# WHAT YOU HAVE TO DO:
Could you retype the entries exactly as they are?

[[ SOURCE DATA, beginning ]]

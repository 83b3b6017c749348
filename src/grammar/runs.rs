//! Mirror-run highlighting over a finished sequence.
//!
//! A ramp-triple is `0, a, b, c, 0` with `a, b, c` same-signed and
//! magnitudes exactly `1, 2, 3` or `3, 2, 1`. Triples sharing a boundary
//! zero chain into a run when both have the same sign; the ramp direction
//! may flip at the zero. Runs of three or more triples are highlighted.

/// Sign of a ramp-triple's interior, if `window` is one.
fn ramp_sign(window: &[i8]) -> Option<i8> {
    let sign = window.first()?.signum();
    if sign == 0 || window.iter().any(|s| s.signum() != sign) {
        return None;
    }
    let magnitudes: Vec<i8> = window.iter().map(|s| s.abs()).collect();
    (magnitudes == [1, 2, 3] || magnitudes == [3, 2, 1]).then_some(sign)
}

/// Indices to highlight: the elements of every ramp-triple in a run of three
/// or more, plus the zeros between them. The outermost zeros of a run are
/// left out. Indices are ascending.
pub fn find_mirror_runs(seq: &[i8]) -> Vec<usize> {
    // (leading zero index, sign)
    let triples: Vec<(usize, i8)> = (0..seq.len().saturating_sub(4))
        .filter(|&z| seq[z] == 0 && seq[z + 4] == 0)
        .filter_map(|z| ramp_sign(&seq[z + 1..z + 4]).map(|sign| (z, sign)))
        .collect();

    let mut highlighted = Vec::new();
    let mut run: Vec<usize> = Vec::new();
    let mut last: Option<(usize, i8)> = None;

    for &(z, sign) in &triples {
        let linked = last.is_some_and(|(prev_z, prev_sign)| prev_z + 4 == z && prev_sign == sign);
        if !linked {
            flush(&mut run, &mut highlighted);
        }
        run.push(z);
        last = Some((z, sign));
    }
    flush(&mut run, &mut highlighted);

    highlighted
}

fn flush(run: &mut Vec<usize>, highlighted: &mut Vec<usize>) {
    if run.len() >= 3 {
        for (i, &z) in run.iter().enumerate() {
            if i > 0 {
                highlighted.push(z);
            }
            highlighted.extend(z + 1..z + 4);
        }
    }
    run.clear();
}

#[cfg(test)]
mod tests {
    use super::*;

    #[test]
    fn test_three_ascending_triples() {
        let seq = [0, 1, 2, 3, 0, 1, 2, 3, 0, 1, 2, 3, 0];
        let marked = find_mirror_runs(&seq);
        assert_eq!(marked, vec![1, 2, 3, 4, 5, 6, 7, 8, 9, 10, 11]);
        assert!(!marked.contains(&0));
        assert!(!marked.contains(&12));
    }

    #[test]
    fn test_two_triples_not_enough() {
        assert!(find_mirror_runs(&[0, 1, 2, 3, 0, 3, 2, 1, 0]).is_empty());
    }

    #[test]
    fn test_sign_change_breaks_run() {
        let seq = [0, 1, 2, 3, 0, -1, -2, -3, 0, 1, 2, 3, 0];
        assert!(find_mirror_runs(&seq).is_empty());
    }

    #[test]
    fn test_mixed_directions_chain() {
        let seq = [0, -3, -2, -1, 0, -1, -2, -3, 0, -3, -2, -1, 0, 1];
        assert_eq!(find_mirror_runs(&seq), (1..12).collect::<Vec<_>>());
    }

    #[test]
    fn test_gap_breaks_run() {
        // zero-separated but not sharing a boundary zero
        let seq = [0, 1, 2, 3, 0, 1, 2, 3, 0, 0, 1, 2, 3, 0, 1, 2, 3, 0];
        assert!(find_mirror_runs(&seq).is_empty());
    }

    #[test]
    fn test_run_after_noise() {
        let mut seq = vec![2, 1, 0];
        seq.extend([1, 2, 3, 0, 1, 2, 3, 0, 3, 2, 1, 0]);
        // leading zero at 2, triples at 2, 6, 10
        assert_eq!(find_mirror_runs(&seq), (3..14).collect::<Vec<_>>());
    }

    #[test]
    fn test_not_a_ramp() {
        assert_eq!(ramp_sign(&[1, 3, 2]), None);
        assert_eq!(ramp_sign(&[1, -2, 3]), None);
        assert_eq!(ramp_sign(&[-3, -2, -1]), Some(-1));
        assert!(find_mirror_runs(&[0, 1, 2]).is_empty());
    }
}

[[ SOURCE DATA, end ]]

# PROBLEM SOLUTION:
repository 83b3b6017c749348
filename src/grammar/runs.rs
//! Mirror-run highlighting over a finished sequence.
//!
//! A ramp-triple is `0, a, b, c, 0` with `a, b, c` same-signed and
//! magnitudes exactly `1, 2, 3` or `3, 2, 1`. Triples sharing a boundary
//! zero chain into a run when both have the same sign; the ramp direction
//! may flip at the zero. Runs of three or more triples are highlighted.

/// Sign of a ramp-triple's interior, if `window` is one.
fn ramp_sign(window: &[i8]) -> Option<i8> {
    let sign = window.first()?.signum();
    if sign == 0 || window.iter().any(|s| s.signum() != sign) {
        return None;
    }
    let magnitudes: Vec<i8> = window.iter().map(|s| s.abs()).collect();
    (magnitudes == [1, 2, 3] || magnitudes == [3, 2, 1]).then_some(sign)
}

/// Indices to highlight: the elements of every ramp-triple in a run of three
/// or more, plus the zeros between them. The outermost zeros of a run are
/// left out. Indices are ascending.
pub fn find_mirror_runs(seq: &[i8]) -> Vec<usize> {
    // (leading zero index, sign)
    let triples: Vec<(usize, i8)> = (0..seq.len().saturating_sub(4))
        .filter(|&z| seq[z] == 0 && seq[z + 4] == 0)
        .filter_map(|z| ramp_sign(&seq[z + 1..z + 4]).map(|sign| (z, sign)))
        .collect();

    let mut highlighted = Vec::new();
    let mut run: Vec<usize> = Vec::new();
    let mut last: Option<(usize, i8)> = None;

    for &(z, sign) in &triples {
        let linked = last.is_some_and(|(prev_z, prev_sign)| prev_z + 4 == z && prev_sign == sign);
        if !linked {
            flush(&mut run, &mut highlighted);
        }
        run.push(z);
        last = Some((z, sign));
    }
    flush(&mut run, &mut highlighted);

    highlighted
}

fn flush(run: &mut Vec<usize>, highlighted: &mut Vec<usize>) {
    if run.len() >= 3 {
        for (i, &z) in run.iter().enumerate() {
            if i > 0 {
                highlighted.push(z);
            }
            highlighted.extend(z + 1..z + 4);
        }
    }
    run.clear();
}

#[cfg(test)]
mod tests {
    use super::*;

    #[test]
    fn test_three_ascending_triples() {
        let seq = [0, 1, 2, 3, 0, 1, 2, 3, 0, 1, 2, 3, 0];
        let marked = find_mirror_runs(&seq);
        assert_eq!(marked, vec![1, 2, 3, 4, 5, 6, 7, 8, 9, 10, 11]);
        assert!(!marked.contains(&0));
        assert!(!marked.contains(&12));
    }

    #[test]
    fn test_two_triples_not_enough() {
        assert!(find_mirror_runs(&[0, 1, 2, 3, 0, 3, 2, 1, 0]).is_empty());
    }

    #[test]
    fn test_sign_change_breaks_run() {
        let seq = [0, 1, 2, 3, 0, -1, -2, -3, 0, 1, 2, 3, 0];
        assert!(find_mirror_runs(&seq).is_empty());
    }

    #[test]
    fn test_mixed_directions_chain() {
        let seq = [0, -3, -2, -1, 0, -1, -2, -3, 0, -3, -2, -1, 0, 1];
        assert_eq!(find_mirror_runs(&seq), (1..12).collect::<Vec<_>>());
    }

    #[test]
    fn test_gap_breaks_run() {
        // zero-separated but not sharing a boundary zero
        let seq = [0, 1, 2, 3, 0, 1, 2, 3, 0, 0, 1, 2, 3, 0, 1, 2, 3, 0];
        assert!(find_mirror_runs(&seq).is_empty());
    }

    #[test]
    fn test_run_after_noise() {
        let mut seq = vec![2, 1, 0];
        seq.extend([1, 2, 3, 0, 1, 2, 3, 0, 3, 2, 1, 0]);
        // leading zero at 2, triples at 2, 6, 10
        assert_eq!(find_mirror_runs(&seq), (3..14).collect::<Vec<_>>());
    }

    #[test]
    fn test_not_a_ramp() {
        assert_eq!(ramp_sign(&[1, 3, 2]), None);
        assert_eq!(ramp_sign(&[1, -2, 3]), None);
        assert_eq!(ramp_sign(&[-3, -2, -1]), Some(-1));
        assert!(find_mirror_runs(&[0, 1, 2]).is_empty());
    }
}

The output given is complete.